The Associated Press

HEBRON, Ky. -- Even if Comair pilots ratify a new contract, the regional airline faces tough decisions about how to rebuild from a nearly 3-month-old strike.

Comair, which before the walkout March 26 served 95 cities from Maine to Mexico, must reach out to passengers who have found other ways to get to their destinations.

The company also must decide how many of its 2,400 laid-off employees to recall and how soon.

Those workers include nearly all of Comair's flight attendants, customer service employees and ramp workers.

Officials of Comair and its owner, Delta Air Lines, declined Friday to talk about the future until after pilots vote on the tentative agreement reached Thursday.

Before the strike, Comair was the nation's second-largest regional airline, behind American Eagle. During the walkout it canceled all flights, eliminated 400 pilot positions, deferred some capital projects and sold 37 aircraft, cutting its fleet from 119 to 82 planes.

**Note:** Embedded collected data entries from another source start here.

/// Reads one line, keeping at most `limit` bytes of it in memory.
async fn read_line_limited<R>(reader: &mut R, limit: usize) -> Result<Option<StreamLine>, McpServerError>
where
    R: AsyncBufRead + Unpin,
{
    // One extra byte leaves room for a trailing carriage return.
    let capacity = limit.saturating_add(1);
    let mut buffer = Vec::new();
    let mut size = 0usize;
    let mut overflow = false;
    loop {
        let available = reader
            .fill_buf()
            .await
            .map_err(|_| McpServerError::Transport("stdio read failed".to_string()))?;
        if available.is_empty() {
            if size == 0 {
                return Ok(None);
            }
            break;
        }
        let newline = available.iter().position(|byte| *byte == b'\n');
        let chunk = &available[.. newline.unwrap_or(available.len())];
        size = size.saturating_add(chunk.len());
        if !overflow {
            if buffer.len() + chunk.len() > capacity {
                overflow = true;
                buffer = Vec::new();
            } else {
                buffer.extend_from_slice(chunk);
            }
        }
        let used = chunk.len() + usize::from(newline.is_some());
        reader.consume(used);
        if newline.is_some() {
            // Count the terminator so an empty line is not mistaken for EOF.
            size = size.saturating_add(1);
            break;
        }
    }
    if !overflow && buffer.last() == Some(&b'\r') {
        buffer.pop();
    }
    if overflow || buffer.len() > limit {
        return Ok(Some(StreamLine::Oversized(size)));
    }
    Ok(Some(StreamLine::Message(buffer)))
}

// ============================================================================
// SECTION: HTTP Transport
// ============================================================================

/// Shared state for HTTP handlers.
#[derive(Clone)]
pub struct HttpState {
    /// Shared protocol gateway.
    gateway: Gateway,
    /// Maximum allowed request body size.
    max_body_bytes: usize,
    /// Lifetime of the GET push stream.
    sse_close: Duration,
}

impl HttpState {
    /// Creates handler state.
    #[must_use]
    pub const fn new(gateway: Gateway, max_body_bytes: usize, sse_close: Duration) -> Self {
        Self {
            gateway,
            max_body_bytes,
            sse_close,
        }
    }
}

/// Binds the HTTP listener.
async fn bind_http(addr: SocketAddr) -> Result<TcpListener, McpServerError> {
    TcpListener::bind(addr)
        .await
        .map_err(|err| McpServerError::Transport(format!("http bind {addr} failed: {err}")))
}

/// Serves the HTTP surface on `listener` until it fails.
async fn serve_http(listener: TcpListener, state: HttpState) -> Result<(), McpServerError> {
    axum::serve(listener, http_router(state))
        .await
        .map_err(|_| McpServerError::Transport("http server failed".to_string()))
}

/// Builds the HTTP router with permissive CORS and panic recovery.
pub fn http_router(state: HttpState) -> Router {
    let routes = Router::new()
        .route("/", get(handle_discovery))
        .route("/health", get(handle_health))
        .route("/api/test", get(handle_api_test))
        .route("/api/campaigns", get(handle_api_campaigns))
        .route(
            MCP_PATH,
            get(handle_mcp_stream).post(handle_mcp_post).delete(handle_mcp_delete).fallback(not_found),
        );
    with_http_layers(routes).with_state(state)
}

/// Adds the not-found fallback, panic recovery and CORS to `routes`.
fn with_http_layers(routes: Router<HttpState>) -> Router<HttpState> {
    let cors = CorsLayer::new()
        .allow_origin(cors::Any)
        .allow_methods(cors::Any)
        .allow_headers(cors::Any)
        .expose_headers([HeaderName::from_static(SESSION_HEADER)]);
    routes
        .fallback(not_found)
        .layer(DefaultBodyLimit::disable())
        .layer(CatchPanicLayer::custom(render_panic))
        .layer(cors)
}

/// Handles `POST /mcp`.
async fn handle_mcp_post(State(state): State<HttpState>, headers: HeaderMap, body: Body) -> Response {
    let bytes: Bytes = match to_bytes(body, state.max_body_bytes).await {
        Ok(bytes) => bytes,
        Err(_) => {
            let size = headers
                .get(CONTENT_LENGTH)
                .and_then(|value| value.to_str().ok())
                .and_then(|value| value.parse::<usize>().ok())
                .unwrap_or_else(|| state.max_body_bytes.saturating_add(1));
            let reply = state.gateway.reject_oversized(RequestTransport::Http, size, state.max_body_bytes);
            return (StatusCode::PAYLOAD_TOO_LARGE, Json(reply.response)).into_response();
        }
    };
    let client_session = header_str(&headers, SESSION_HEADER)
        .and_then(|value| sanitize_session_id(Some(value)).ok().flatten());
    let reply = state.gateway.handle_bytes(RequestTransport::Http, &bytes, client_session).await;
    render_reply(reply)
}

/// Maps a gateway reply onto an HTTP response.
fn render_reply(reply: GatewayReply) -> Response {
    let Some(response) = reply.response else {
        return StatusCode::ACCEPTED.into_response();
    };
    let status = if reply.rejected { StatusCode::BAD_REQUEST } else { StatusCode::OK };
    let mut rendered = (status, Json(response)).into_response();
    if let Some(session_id) = reply.session_id
        && let Ok(value) = HeaderValue::from_str(&session_id)
    {
        rendered.headers_mut().insert(HeaderName::from_static(SESSION_HEADER), value);
    }
    rendered
}

/// Handles `GET /mcp`: one placeholder event, closed after a fixed delay.
async fn handle_mcp_stream(State(state): State<HttpState>) -> impl IntoResponse {
    let (tx, rx) = tokio::sync::mpsc::channel::<Result<Event, Infallible>>(1);
    let close_after = state.sse_close;
    tokio::spawn(async move {
        let event = Event::default().event("connected").data(r#"{"status":"connected"}"#);
        if tx.send(Ok(event)).await.is_ok() {
            tokio::time::sleep(close_after).await;
        }
    });
    Sse::new(ReceiverStream::new(rx))
}

/// Handles `DELETE /mcp`.
async fn handle_mcp_delete(headers: HeaderMap) -> Response {
    match sanitize_session_id(header_str(&headers, SESSION_HEADER)) {
        Ok(Some(_)) => StatusCode::NO_CONTENT.into_response(),
        Ok(None) => error_response(StatusCode::BAD_REQUEST, "missing mcp-session-id header"),
        Err(rejection) => error_response(
            StatusCode::BAD_REQUEST,
            &format!("invalid mcp-session-id header: {}", rejection.label()),
        ),
    }
}

/// Handles `GET /`.
async fn handle_discovery() -> Json<Value> {
    let tools: Vec<&str> = ToolName::all().iter().map(|tool| tool.as_str()).collect();
    Json(json!({
        "service": SERVER_NAME,
        "version": SERVER_VERSION,
        "status": "running",
        "transports": ["stdio", "http"],
        "endpoints": {
            "mcp": MCP_PATH,
            "health": "/health",
            "test": "/api/test",
            "campaigns": "/api/campaigns",
        },
        "tools": tools,
    }))
}

/// Handles `GET /health`.
async fn handle_health(State(state): State<HttpState>) -> Json<Value> {
    let timestamp = OffsetDateTime::now_utc().format(&Rfc3339).unwrap_or_default();
    Json(json!({
        "status": "healthy",
        "timestamp": timestamp,
        "credential": state.gateway.router().credential_status(),
    }))
}

/// Handles `GET /api/test`.
async fn handle_api_test(State(state): State<HttpState>) -> Json<Value> {
    Json(state.gateway.router().test_connection().await)
}

/// Query parameters for `GET /api/campaigns`.
#[derive(Debug, Default, Deserialize)]
struct CampaignsQuery {
    /// Optional account override.
    customer_id: Option<String>,
}

/// Handles `GET /api/campaigns`.
async fn handle_api_campaigns(
    State(state): State<HttpState>,
    Query(query): Query<CampaignsQuery>,
) -> Response {
    match state.gateway.router().get_campaigns(query.customer_id.as_deref()).await {
        Ok(payload) => Json(payload).into_response(),
        Err(err) => error_response(StatusCode::INTERNAL_SERVER_ERROR, &err.to_string()),
    }
}

/// Fallback for unknown paths and methods.
async fn not_found() -> Response {
    error_response(StatusCode::NOT_FOUND, "not found")
}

Industry analyst Michael Boyd said Friday he thinks there is a 50-50 chance that Delta will sell either Comair, sister Delta-owned carrier Atlantic Southeast Airlines or both in coming years.

He said the 50-seat jets that the regional carriers operate are likely to become less economically appealing to major carriers than 70-seat aircraft in coming years, making the Comair-size airline less desirable.

Atlanta-based Delta bought Comair in 2000 for $1.8 billion and Atlanta-based Atlantic Southeast in 1999.

Boyd said that Comair should have little trouble picking up its passenger loads because its coordination of its flight schedules with Delta provides it a stream of customers.

"It's not so much an airline being on strike as a part of Delta," Boyd said.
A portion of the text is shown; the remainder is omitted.